[Stored data]
=-=-=-=-=
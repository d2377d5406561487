//! Day-by-day trends over a window of analyzed sessions
//!
//! Sessions are bucketed by the calendar day (UTC) of their `started_at`.
//! The window ends on a caller-supplied day so results do not depend on the
//! wall clock. Issues are compared between the older and the newer half of
//! the window to surface the ones that are growing.

use crate::normalizer::parse_timestamp_str;
use crate::overview::{percentage, rounded_mean, SessionAnalysis, ATTENTION_FRUSTRATION};
use crate::types::{InsightType, Severity};
use chrono::{DateTime, Duration, NaiveDate, NaiveTime, TimeZone, Utc};
use serde::{Deserialize, Serialize};
use std::collections::HashMap;

pub const DEFAULT_TREND_DAYS: u32 = 30;
const MAX_TREND_DAYS: u32 = 90;
const TOP_GROWING: usize = 10;

/// One day of the window
#[derive(Debug, Clone, PartialEq, Serialize, Deserialize)]
pub struct DailyTrend {
    pub date: NaiveDate,
    pub sessions: usize,
    /// Sessions with a frustration score of 40 or more
    pub frustrated_sessions: usize,
    pub frustration_rate: u8,
    pub avg_engagement: u8,
    pub avg_frustration: u8,
    pub errors: usize,
    /// JS errors per 100 sessions; not capped
    pub error_rate: u64,
}

/// An issue seen more often in the newer half of the window
#[derive(Debug, Clone, PartialEq, Serialize, Deserialize)]
pub struct GrowingIssue {
    #[serde(rename = "type")]
    pub insight_type: InsightType,
    pub title: String,
    pub severity: Severity,
    /// Percent increase over the older half; 100 when it is new
    pub growth: i64,
    pub recent_count: usize,
    pub previous_count: usize,
}

#[derive(Debug, Clone, PartialEq, Serialize, Deserialize)]
pub struct Trends {
    pub days: u32,
    pub daily: Vec<DailyTrend>,
    pub top_growing_issues: Vec<GrowingIssue>,
}

#[derive(Debug, Default)]
struct DayBucket {
    sessions: usize,
    frustrated: usize,
    errors: usize,
    engagement: Vec<u8>,
    frustration: Vec<u8>,
}

#[derive(Debug)]
struct IssueGrowth {
    insight_type: InsightType,
    title: String,
    severity: Severity,
    first_half: usize,
    second_half: usize,
}

impl Trends {
    /// Roll sessions up over the `days` ending on `today` (clamped to 1..=90).
    ///
    /// Sessions without a parsable `started_at`, or starting outside the
    /// window, are ignored.
    pub fn from_sessions(sessions: &[SessionAnalysis], days: u32, today: NaiveDate) -> Self {
        let days = days.clamp(1, MAX_TREND_DAYS);
        if sessions.is_empty() {
            return Self {
                days,
                daily: Vec::new(),
                top_growing_issues: Vec::new(),
            };
        }

        let first_day = today - Duration::days(i64::from(days) - 1);
        let window_end = Utc.from_utc_datetime(&(today + Duration::days(1)).and_time(NaiveTime::MIN));
        let midpoint = window_end - Duration::hours(12 * i64::from(days));

        let mut buckets: Vec<DayBucket> = (0..days).map(|_| DayBucket::default()).collect();
        let mut issues: Vec<IssueGrowth> = Vec::new();
        let mut issue_index: HashMap<(InsightType, &str), usize> = HashMap::new();

        for session in sessions {
            let Some(started) = started_at(session) else {
                continue;
            };
            let offset = (started.date_naive() - first_day).num_days();
            let Some(bucket) = usize::try_from(offset).ok().and_then(|i| buckets.get_mut(i)) else {
                continue;
            };

            let score = session.result.score;
            bucket.sessions += 1;
            bucket.engagement.push(score.engagement);
            bucket.frustration.push(score.frustration);
            bucket.errors += session.errors;
            if score.frustration >= ATTENTION_FRUSTRATION {
                bucket.frustrated += 1;
            }

            let recent = started >= midpoint;
            for insight in &session.result.insights {
                if matches!(insight.severity, Severity::Low | Severity::Info) {
                    continue;
                }
                let i = *issue_index
                    .entry((insight.insight_type, insight.title.as_str()))
                    .or_insert_with(|| {
                        issues.push(IssueGrowth {
                            insight_type: insight.insight_type,
                            title: insight.title.clone(),
                            severity: insight.severity,
                            first_half: 0,
                            second_half: 0,
                        });
                        issues.len() - 1
                    });
                if recent {
                    issues[i].second_half += 1;
                } else {
                    issues[i].first_half += 1;
                }
            }
        }

        let daily = buckets
            .into_iter()
            .enumerate()
            .map(|(i, bucket)| DailyTrend {
                date: first_day + Duration::days(i as i64),
                sessions: bucket.sessions,
                frustrated_sessions: bucket.frustrated,
                frustration_rate: percentage(bucket.frustrated, bucket.sessions),
                avg_engagement: rounded_mean(bucket.engagement.into_iter()),
                avg_frustration: rounded_mean(bucket.frustration.into_iter()),
                errors: bucket.errors,
                error_rate: if bucket.sessions > 0 {
                    (bucket.errors as f64 / bucket.sessions as f64 * 100.0).round() as u64
                } else {
                    0
                },
            })
            .collect();

        let mut growing: Vec<GrowingIssue> = issues
            .into_iter()
            .filter(|issue| issue.second_half > issue.first_half)
            .map(|issue| GrowingIssue {
                growth: growth(issue.first_half, issue.second_half),
                insight_type: issue.insight_type,
                title: issue.title,
                severity: issue.severity,
                recent_count: issue.second_half,
                previous_count: issue.first_half,
            })
            .collect();
        growing.sort_by(|a, b| b.growth.cmp(&a.growth));
        growing.truncate(TOP_GROWING);

        Self {
            days,
            daily,
            top_growing_issues: growing,
        }
    }
}

fn started_at(session: &SessionAnalysis) -> Option<DateTime<Utc>> {
    session
        .meta
        .started_at
        .as_deref()
        .and_then(|s| parse_timestamp_str(s.trim()))
}

fn growth(previous: usize, recent: usize) -> i64 {
    if previous == 0 {
        return 100;
    }
    ((recent as f64 - previous as f64) / previous as f64 * 100.0).round() as i64
}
=-=-=-=-=
• **What the exercise asks**
In the entries above, count each line holding the word "today" and give that count alone.

• **The completed task**
4